Ser um ex-chefe de Estado não concede imunidade
De acordo com Ana Flávia Velloso, especialista em direito internacional pela Universidade de Brasília (UnB), caso seja futuramente condenado com a emenda de Bonelli em vigor, a condição de ser um ex-chefe de Estado não o isentaria do impedimento de ter uma nacionalidade italiana.
"As imunidades alcançam o chefe de Estado e não o ex-chefe de Estado. Além disso, essas imunidades não tem a ver com a questão da nacionalidade. As leis relativas à nacionalidade são da soberania exclusiva do Estado.
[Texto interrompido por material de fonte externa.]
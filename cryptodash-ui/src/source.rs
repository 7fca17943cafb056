//! Browser resource source
//!
//! Fetches the dashboard resources with `gloo-net`, relative to the page
//! unless a base URL is given.

use async_trait::async_trait;
use cryptodash::{LoadError, LoadResult, ResourceSource};
use gloo_net::http::Request;

pub struct GlooSource {
    base: String,
}

impl GlooSource {
    /// Source resolving paths against `base` (empty for page-relative)
    pub fn new(base: &str) -> Self {
        Self {
            base: base.trim_end_matches('/').to_string(),
        }
    }

    fn url_for(&self, path: &str) -> String {
        if self.base.is_empty() || self.base == "." {
            path.to_string()
        } else {
            format!("{}/{}", self.base, path.trim_start_matches('/'))
        }
    }
}

#[async_trait(?Send)]
impl ResourceSource for GlooSource {
    fn describe(&self) -> String {
        if self.base.is_empty() {
            "page".to_string()
        } else {
            self.base.clone()
        }
    }

    async fn fetch(&self, path: &str) -> LoadResult<String> {
        let response = Request::get(&self.url_for(path))
            .send()
            .await
            .map_err(|e| LoadError::fetch(path, format!("Network error: {}", e)))?;

        if !response.ok() {
            return Err(LoadError::fetch(
                path,
                format!("HTTP {} {}", response.status(), response.status_text()),
            ));
        }

        response
            .text()
            .await
            .map_err(|e| LoadError::fetch(path, format!("Body error: {}", e)))
    }
}

#[cfg(test)]
mod tests {
    use super::*;
    use wasm_bindgen_test::*;

    #[wasm_bindgen_test]
    fn test_url_for() {
        assert_eq!(GlooSource::new("").url_for("resources/data/a.json"), "resources/data/a.json");
        assert_eq!(
            GlooSource::new("https://cdn.example/").url_for("/resources/data/a.json"),
            "https://cdn.example/resources/data/a.json"
        );
    }
}
//! Price chart
//!
//! The dashboard has no price history. The chart shows a placeholder series:
//! random jitter around the last known price, scaled by the asset's
//! volatility. It is regenerated on every render and means nothing beyond
//! "roughly this price, roughly this volatile".

use chrono::{DateTime, Duration, SecondsFormat, Utc};
use rand::Rng;
use serde::Serialize;
use serde_json::{json, Value};

use crate::data::Asset;

/// Default number of points in the series
pub const DEFAULT_POINT_COUNT: usize = 100;
/// Default spacing between points (one minute)
pub const DEFAULT_INTERVAL_MS: i64 = 60_000;
/// Most points a series may have
pub const MAX_POINT_COUNT: usize = 10_000;
/// Longest time a series may cover (ten years)
pub const MAX_SERIES_SPAN_MS: i64 = 10 * 365 * 24 * 60 * 60 * 1000;

/// One synthesized point
#[derive(Debug, Clone, PartialEq, Serialize)]
pub struct PricePoint {
    pub time: DateTime<Utc>,
    pub price: f64,
}

/// Build `point_count` points spaced `interval_ms` apart, the last one at
/// `now`. Each price is `price + uniform(-0.5, 0.5) * volatility * price`,
/// rounded to cents. Points whose time is not representable are left out.
pub fn synthesize_series<R: Rng + ?Sized>(
    asset: &Asset,
    point_count: usize,
    interval_ms: i64,
    now: DateTime<Utc>,
    rng: &mut R,
) -> Vec<PricePoint> {
    let base = asset.price;
    let spread = asset.volatility * base;

    (0..point_count)
        .rev()
        .filter_map(|steps_back| {
            let time = point_time(now, interval_ms, steps_back)?;
            let jitter = rng.gen_range(-0.5..0.5) * spread;
            Some(PricePoint {
                time,
                price: round_cents(base + jitter),
            })
        })
        .collect()
}

fn point_time(now: DateTime<Utc>, interval_ms: i64, steps_back: usize) -> Option<DateTime<Utc>> {
    let offset = i64::try_from(steps_back).ok()?.checked_mul(interval_ms)?;
    now.checked_sub_signed(Duration::try_milliseconds(offset)?)
}

fn round_cents(value: f64) -> f64 {
    (value * 100.0).round() / 100.0
}

/// Line-area chart configuration for `points`.
///
/// The tooltip formatter is a function on the charting side; adapters attach
/// it using [`crate::view::format::price_tooltip`].
pub fn price_chart_option(asset: &Asset, points: &[PricePoint]) -> Value {
    let data: Vec<Value> = points
        .iter()
        .map(|p| json!([p.time.to_rfc3339_opts(SecondsFormat::Millis, true), p.price]))
        .collect();

    json!({
        "backgroundColor": "transparent",
        "title": {
            "text": format!("{} Price Chart", asset.name),
            "textStyle": { "color": "#e5e7eb", "fontSize": 18 }
        },
        "tooltip": {
            "trigger": "axis",
            "backgroundColor": "#1f2937",
            "borderColor": "#374151",
            "textStyle": { "color": "#e5e7eb" }
        },
        "grid": { "left": "3%", "right": "4%", "bottom": "3%", "containLabel": true },
        "xAxis": {
            "type": "time",
            "axisLine": { "lineStyle": { "color": "#374151" } },
            "axisLabel": { "color": "#9ca3af" }
        },
        "yAxis": {
            "type": "value",
            "axisLine": { "lineStyle": { "color": "#374151" } },
            "axisLabel": { "color": "#9ca3af", "formatter": "${value}" },
            "splitLine": { "lineStyle": { "color": "#374151" } }
        },
        "series": [{
            "name": "Price",
            "type": "line",
            "data": data,
            "smooth": true,
            "lineStyle": { "color": "#00d4ff", "width": 2 },
            "areaStyle": {
                "color": {
                    "type": "linear",
                    "x": 0, "y": 0, "x2": 0, "y2": 1,
                    "colorStops": [
                        { "offset": 0, "color": "rgba(0, 212, 255, 0.3)" },
                        { "offset": 1, "color": "rgba(0, 212, 255, 0.05)" }
                    ]
                }
            },
            "symbol": "none"
        }]
    })
}

#[cfg(test)]
mod tests {
    use super::*;
    use crate::data::fallback_snapshot;
    use rand::rngs::StdRng;
    use rand::SeedableRng;

    fn asset(price: f64, volatility: f64) -> Asset {
        let mut asset = fallback_snapshot().assets[0].clone();
        asset.price = price;
        asset.volatility = volatility;
        asset
    }

    #[test]
    fn test_points_stay_within_band() {
        let mut rng = StdRng::seed_from_u64(7);
        let points = synthesize_series(
            &asset(100.0, 0.02),
            DEFAULT_POINT_COUNT,
            DEFAULT_INTERVAL_MS,
            Utc::now(),
            &mut rng,
        );

        assert_eq!(points.len(), 100);
        for p in &points {
            assert!(p.price >= 99.0 && p.price <= 101.0, "{} out of band", p.price);
        }
    }

    #[test]
    fn test_points_end_at_now_and_are_spaced() {
        let now = Utc::now();
        let mut rng = StdRng::seed_from_u64(1);
        let points = synthesize_series(&asset(100.0, 0.02), 5, 60_000, now, &mut rng);

        assert_eq!(points.last().unwrap().time, now);
        assert_eq!(points[0].time, now - Duration::minutes(4));
        for pair in points.windows(2) {
            assert_eq!(pair[1].time - pair[0].time, Duration::minutes(1));
        }
    }

    #[test]
    fn test_zero_volatility_is_flat() {
        let mut rng = StdRng::seed_from_u64(3);
        let points = synthesize_series(&asset(3456.78, 0.0), 10, 60_000, Utc::now(), &mut rng);
        assert!(points.iter().all(|p| p.price == 3456.78));
    }

    #[test]
    fn test_option_carries_series() {
        let btc = asset(100.0, 0.02);
        let mut rng = StdRng::seed_from_u64(9);
        let points = synthesize_series(&btc, 3, 60_000, Utc::now(), &mut rng);
        let option = price_chart_option(&btc, &points);

        assert_eq!(option["title"]["text"], "Bitcoin Price Chart");
        assert_eq!(option["xAxis"]["type"], "time");
        assert_eq!(option["series"][0]["data"].as_array().unwrap().len(), 3);
        assert_eq!(option["series"][0]["data"][2][1], points[2].price);
    }

    #[test]
    fn test_unrepresentable_times_are_dropped() {
        let now = Utc::now();
        let mut rng = StdRng::seed_from_u64(11);

        let points = synthesize_series(&asset(100.0, 0.02), 3, i64::MAX, now, &mut rng);
        assert_eq!(points.len(), 1);
        assert_eq!(points[0].time, now);

        // A few hundred thousand years back runs off the calendar
        let points = synthesize_series(&asset(100.0, 0.02), 100, 100_000_000_000_000, now, &mut rng);
        assert_eq!(points.last().unwrap().time, now);
        assert!(points.len() > 1 && points.len() < 100, "{} points", points.len());
    }
}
Cada Estado decide quem são os seus nacionais, criando os seus próprios critérios", afirma.
Segundo a especialista, caso exista um cenário que prejudique o ex-presidente, Bolsonaro será impedido de obter a sua cidadania italiana por órgãos responsáveis pela entrega de nacionalidades.
Bolsonaro foi agraciado com cidadania honorária em vila italiana
Em outubro de 2021, quando ainda era presidente da República, Bolsonaro foi agraciado com o título de cidadão honorário da pequena vila de Anguillara Veneta, onde moraram os seus antepassados.
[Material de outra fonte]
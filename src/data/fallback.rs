//! Built-in sample data used when the live resources cannot be loaded

use super::types::{Asset, CorrelationData, MarketOverview, SentimentSnapshot, Snapshot};

/// Overall sentiment shown when nothing better is known
pub const DEFAULT_OVERALL_SENTIMENT: f64 = 0.67;

/// The fixed sample snapshot. Every call returns an identical value.
pub fn fallback_snapshot() -> Snapshot {
    Snapshot {
        assets: vec![
            Asset {
                symbol: "BTC".to_string(),
                name: "Bitcoin".to_string(),
                price: 98750.32,
                change_24h: 2.34,
                volume_24h: 28_500_000_000.0,
                market_cap: 1_950_000_000_000.0,
                volatility: 0.0234,
                sparkline: vec![
                    98123.0, 98345.0, 98750.0, 98567.0, 98923.0, 98750.0, 99123.0, 98750.0,
                    98543.0, 98750.0,
                ],
                social_sentiment: 0.67,
                buzz_volume: 89432,
                volume_change: None,
                last_update: None,
            },
            Asset {
                symbol: "ETH".to_string(),
                name: "Ethereum".to_string(),
                price: 3456.78,
                change_24h: -1.23,
                volume_24h: 15_600_000_000.0,
                market_cap: 415_000_000_000.0,
                volatility: 0.0312,
                sparkline: vec![
                    3456.0, 3423.0, 3456.0, 3489.0, 3456.0, 3434.0, 3456.0, 3478.0, 3456.0,
                    3456.0,
                ],
                social_sentiment: 0.45,
                buzz_volume: 56789,
                volume_change: None,
                last_update: None,
            },
        ],
        overview: MarketOverview {
            total_market_cap: 2_850_000_000_000.0,
            total_volume: 52_300_000_000.0,
            btc_dominance: 68.4,
            fear_greed_index: 72,
            social_sentiment: 0.56,
            last_update: None,
        },
        sentiment: SentimentSnapshot::new(DEFAULT_OVERALL_SENTIMENT),
        correlation: CorrelationData::default(),
    }
}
A concessão do título a Bolsonaro dividiu opiniões no país. A responsável por conceder a honraria foi a prefeita da cidade, Alessandra Buoso, que é filiada a um partido de extrema-direita do país. Nas ruas da vila, moradores fizeram protestos contra o ex-presidente, mencionando a sua postura durante a pandemia de covid-19.
A especialista em direito internacional explica que a homenagem não possui fundamentos jurídicos que se equivalem a uma concessão de nacionalidade. Desta forma, o fato de ser um cidadão honorário da vila não garante direitos que podem o transformar em um cidadão italiano.